Arruda quer concorrer ao Palácio do Buriti em 2026

Após 15 anos fora da política, José Roberto Arruda afirma que está pronto para voltar e mira o Governo do Distrito Federal

O ex-governador José Roberto Arruda sinalizou que está disposto a entrar na corrida eleitoral de 2026 ao Palácio do Buriti. A declaração foi feita durante entrevista ao CB.Poder — uma parceria entre o Correio Braziliense e a TV Brasília —, nesta sexta-feira (10/10), aos jornalistas Ana Maria Campos e Carlos Alexandre de Souza.

Arruda deixou recentemente o Partido Liberal (PL) e afirmou que traça um novo caminho político. O ex-governador tem se movimentado nos bastidores após a sanção de uma nova lei que, segundo ele, abre espaço para que volte a concorrer a cargos públicos.

“Estou apto, e é muito simples. O que a lei diz? Que os oito anos da Lei da Ficha Limpa começam a contar a partir da condenação em segunda instância, que produz inelegibilidade. No meu caso, foi em 2014. Houve uma confusão, talvez causada por alguns que não querem muito a minha volta, dizendo que um dos artigos vetados pelo presidente Lula, o artigo 9º, me atingiria. Não atinge. O veto diz que, em ações transitadas em julgado, não há retroatividade. E eu não tenho nenhuma ação transitada em julgado. Além disso, as provas que existiam contra mim, a pedido do próprio Ministério Público, foram consideradas nulas. Portanto, de todas as formas, eu já paguei o preço. São 15 anos fora da política”, afirmou.

Ainda segundo Arruda, eventuais novas decisões judiciais não afetariam uma possível candidatura.“O que conta é a primeira condenação. A lei é clara: o que vale é a primeira decisão”, completou.

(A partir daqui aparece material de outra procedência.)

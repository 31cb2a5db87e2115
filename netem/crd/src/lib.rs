//! Types for the `TrafficProfile` custom resource.
//!
//! A `TrafficProfile` is a cluster-scoped object that selects pods via a
//! label selector and describes how traffic from/to a set of peers should
//! be impaired. The sidecar agent watches these objects and translates
//! them into packet classification and queueing state on the pod's
//! network interface.

use std::fmt;

use k8s_openapi::apimachinery::pkg::apis::meta::v1::LabelSelector;
use kube::CustomResource;
use schemars::JsonSchema;
use serde::{Deserialize, Serialize};

pub mod selector;

pub const GROUP: &str = "k8s-netem.riasc.io";
pub const VERSION: &str = "v1";

#[derive(CustomResource, Clone, Debug, Deserialize, Serialize, JsonSchema)]
#[kube(
    group = "k8s-netem.riasc.io",
    version = "v1",
    kind = "TrafficProfile",
    plural = "trafficprofiles"
)]
#[serde(rename_all = "camelCase")]
pub struct TrafficProfileSpec {
    /// Which controller implementation drives this profile.
    #[serde(rename = "type", default)]
    pub controller: ControllerKind,

    /// Target network device. The first non-loopback interface of the pod
    /// is used when unset.
    #[serde(default, skip_serializing_if = "Option::is_none")]
    pub interface: Option<String>,

    /// Pods this profile applies to. An empty selector matches all pods.
    #[serde(default)]
    pub pod_selector: LabelSelector,

    /// Ordered rules classifying traffic received by the pod.
    #[serde(default, skip_serializing_if = "Option::is_none")]
    pub ingress: Option<Vec<RuleSpec>>,

    /// Ordered rules classifying traffic sent by the pod.
    #[serde(default, skip_serializing_if = "Option::is_none")]
    pub egress: Option<Vec<RuleSpec>>,

    /// Impairment parameters, interpreted by the selected controller only.
    /// For the `Builtin` controller this holds a `netem` block.
    #[serde(default, skip_serializing_if = "serde_json::Value::is_null")]
    pub parameters: serde_json::Value,
}

/// Controller implementations a profile can select.
#[derive(Clone, Copy, Debug, Default, PartialEq, Eq, Hash, Deserialize, Serialize, JsonSchema)]
pub enum ControllerKind {
    #[default]
    Builtin,
    Script,
    Flexe,
}

impl fmt::Display for ControllerKind {
    fn fmt(&self, f: &mut fmt::Formatter<'_>) -> fmt::Result {
        match self {
            ControllerKind::Builtin => write!(f, "Builtin"),
            ControllerKind::Script => write!(f, "Script"),
            ControllerKind::Flexe => write!(f, "Flexe"),
        }
    }
}

/// One selector clause inside a direction.
///
/// `from` is only meaningful on ingress rules, `to` on egress rules.
#[derive(Clone, Debug, Default, PartialEq, Deserialize, Serialize, JsonSchema)]
#[serde(rename_all = "camelCase")]
pub struct RuleSpec {
    #[serde(default, skip_serializing_if = "Vec::is_empty")]
    pub from: Vec<PeerSpec>,

    #[serde(default, skip_serializing_if = "Vec::is_empty")]
    pub to: Vec<PeerSpec>,

    #[serde(default, skip_serializing_if = "Vec::is_empty")]
    pub ports: Vec<PortSpec>,

    /// Link-layer protocol constants, by name (`ip`, `arp`, ...) or number.
    #[serde(default, skip_serializing_if = "Vec::is_empty")]
    pub ether_types: Vec<ProtoConst>,

    /// Transport protocol constants, by name (`tcp`, `udp`, ...) or number.
    #[serde(default, skip_serializing_if = "Vec::is_empty")]
    pub inet_protos: Vec<ProtoConst>,
}

impl RuleSpec {
    /// Peer list for the direction this rule lives in.
    pub fn peers(&self, ingress: bool) -> &[PeerSpec] {
        if ingress {
            &self.from
        } else {
            &self.to
        }
    }
}

/// One element of a rule's `from`/`to` list.
///
/// Exactly one of `ip_block` or the selector pair is expected. A peer with
/// selectors is dynamic: the agent tracks the IPs of matching pods over
/// time.
#[derive(Clone, Debug, Default, PartialEq, Deserialize, Serialize, JsonSchema)]
#[serde(rename_all = "camelCase")]
pub struct PeerSpec {
    #[serde(default, skip_serializing_if = "Option::is_none")]
    pub ip_block: Option<IpBlock>,

    #[serde(default, skip_serializing_if = "Option::is_none")]
    pub namespace_selector: Option<LabelSelector>,

    #[serde(default, skip_serializing_if = "Option::is_none")]
    pub pod_selector: Option<LabelSelector>,
}

impl PeerSpec {
    pub fn is_dynamic(&self) -> bool {
        self.namespace_selector.is_some() || self.pod_selector.is_some()
    }
}

#[derive(Clone, Debug, PartialEq, Deserialize, Serialize, JsonSchema)]
#[serde(rename_all = "camelCase")]
pub struct IpBlock {
    pub cidr: String,
}

#[derive(Clone, Debug, PartialEq, Deserialize, Serialize, JsonSchema)]
#[serde(rename_all = "camelCase")]
pub struct PortSpec {
    pub port: u16,

    #[serde(default, skip_serializing_if = "Option::is_none")]
    pub protocol: Option<Protocol>,
}

impl PortSpec {
    /// Protocol defaults to TCP, like a NetworkPolicy port.
    pub fn protocol(&self) -> Protocol {
        self.protocol.unwrap_or(Protocol::Tcp)
    }
}

#[derive(Clone, Copy, Debug, PartialEq, Eq, Hash, Deserialize, Serialize, JsonSchema)]
pub enum Protocol {
    #[serde(rename = "TCP")]
    Tcp,
    #[serde(rename = "UDP")]
    Udp,
    #[serde(rename = "SCTP")]
    Sctp,
}

impl Protocol {
    /// Lowercase name as used by nftables.
    pub fn name(&self) -> &'static str {
        match self {
            Protocol::Tcp => "tcp",
            Protocol::Udp => "udp",
            Protocol::Sctp => "sctp",
        }
    }
}

/// A protocol constant given either by its well-known name or its number.
#[derive(Clone, Debug, PartialEq, Eq, Hash, Deserialize, Serialize, JsonSchema)]
#[serde(untagged)]
pub enum ProtoConst {
    Number(u32),
    Name(String),
}

impl ProtoConst {
    /// The constant as a bare nftables JSON value.
    pub fn to_value(&self) -> serde_json::Value {
        match self {
            ProtoConst::Number(n) => serde_json::Value::from(*n),
            ProtoConst::Name(s) => serde_json::Value::from(s.as_str()),
        }
    }
}

#[cfg(test)]
mod tests {
    use super::*;

    #[test]
    fn spec_defaults() {
        let spec: TrafficProfileSpec = serde_json::from_value(serde_json::json!({
            "podSelector": {}
        }))
        .unwrap();

        assert_eq!(spec.controller, ControllerKind::Builtin);
        assert!(spec.interface.is_none());
        assert!(spec.ingress.is_none());
        assert!(spec.egress.is_none());
        assert!(spec.parameters.is_null());
    }

    #[test]
    fn full_spec_roundtrip() {
        let spec: TrafficProfileSpec = serde_json::from_value(serde_json::json!({
            "type": "Flexe",
            "interface": "eth0",
            "podSelector": {
                "matchLabels": {"app": "measurement"}
            },
            "egress": [{
                "to": [
                    {"ipBlock": {"cidr": "10.0.0.0/8"}},
                    {"podSelector": {"matchLabels": {"role": "peer"}}}
                ],
                "ports": [{"port": 80}, {"port": 53, "protocol": "UDP"}],
                "etherTypes": ["ip", 2054],
                "inetProtos": ["tcp", 17]
            }],
            "parameters": {"flexe": {"profile": "lte-handover"}}
        }))
        .unwrap();

        assert_eq!(spec.controller, ControllerKind::Flexe);
        assert_eq!(spec.interface.as_deref(), Some("eth0"));

        let rules = spec.egress.as_ref().unwrap();
        assert_eq!(rules.len(), 1);
        assert_eq!(rules[0].peers(false).len(), 2);
        assert!(rules[0].to[0].ip_block.is_some());
        assert!(rules[0].to[1].is_dynamic());
        assert_eq!(rules[0].ports[0].protocol(), Protocol::Tcp);
        assert_eq!(rules[0].ports[1].protocol(), Protocol::Udp);
        assert_eq!(
            rules[0].ether_types,
            vec![
                ProtoConst::Name("ip".into()),
                ProtoConst::Number(2054),
            ]
        );
    }

    #[test]
    fn peers_follow_direction() {
        let rule: RuleSpec = serde_json::from_value(serde_json::json!({
            "from": [{"ipBlock": {"cidr": "192.168.0.0/16"}}]
        }))
        .unwrap();

        assert_eq!(rule.peers(true).len(), 1);
        assert!(rule.peers(false).is_empty());
    }
}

O ex-governador declarou que seu objetivo é trabalhar em prol da população do Distrito Federal.“Quero participar de uma frente ampla que discuta Brasília, que melhore a vida das pessoas. Se a cidade estivesse bem, talvez eu preferisse cuidar dos meus filhos, uma vez que já fui senador, deputado e governador. Mas tenho andado muito por Brasília e vejo o sofrimento das pessoas. Hoje mesmo estive em Ceilândia e o que mais ouvi foi reclamação sobre o caos na saúde”, disse.

Segundo ele, o processo de retomada política ocorrerá de forma gradual.“Até dezembro, quero andar pela cidade com muita humildade, ouvindo as pessoas e conversando com lideranças políticas de todos os espectros”, concluiu.

Arruda destacou que, apesar do tempo fora da política, ainda é lembrado pela população pelas obras realizadas em seus mandatos. “Depois de 15 anos, ando nas ruas e as pessoas se lembram que, no meu governo, a saúde funcionava, que construí a EPTG e levei o metrô para a Ceilândia. O último hospital erguido em Brasília foi no meu governo, em Santa Maria, e, na época, funcionava”, afirmou.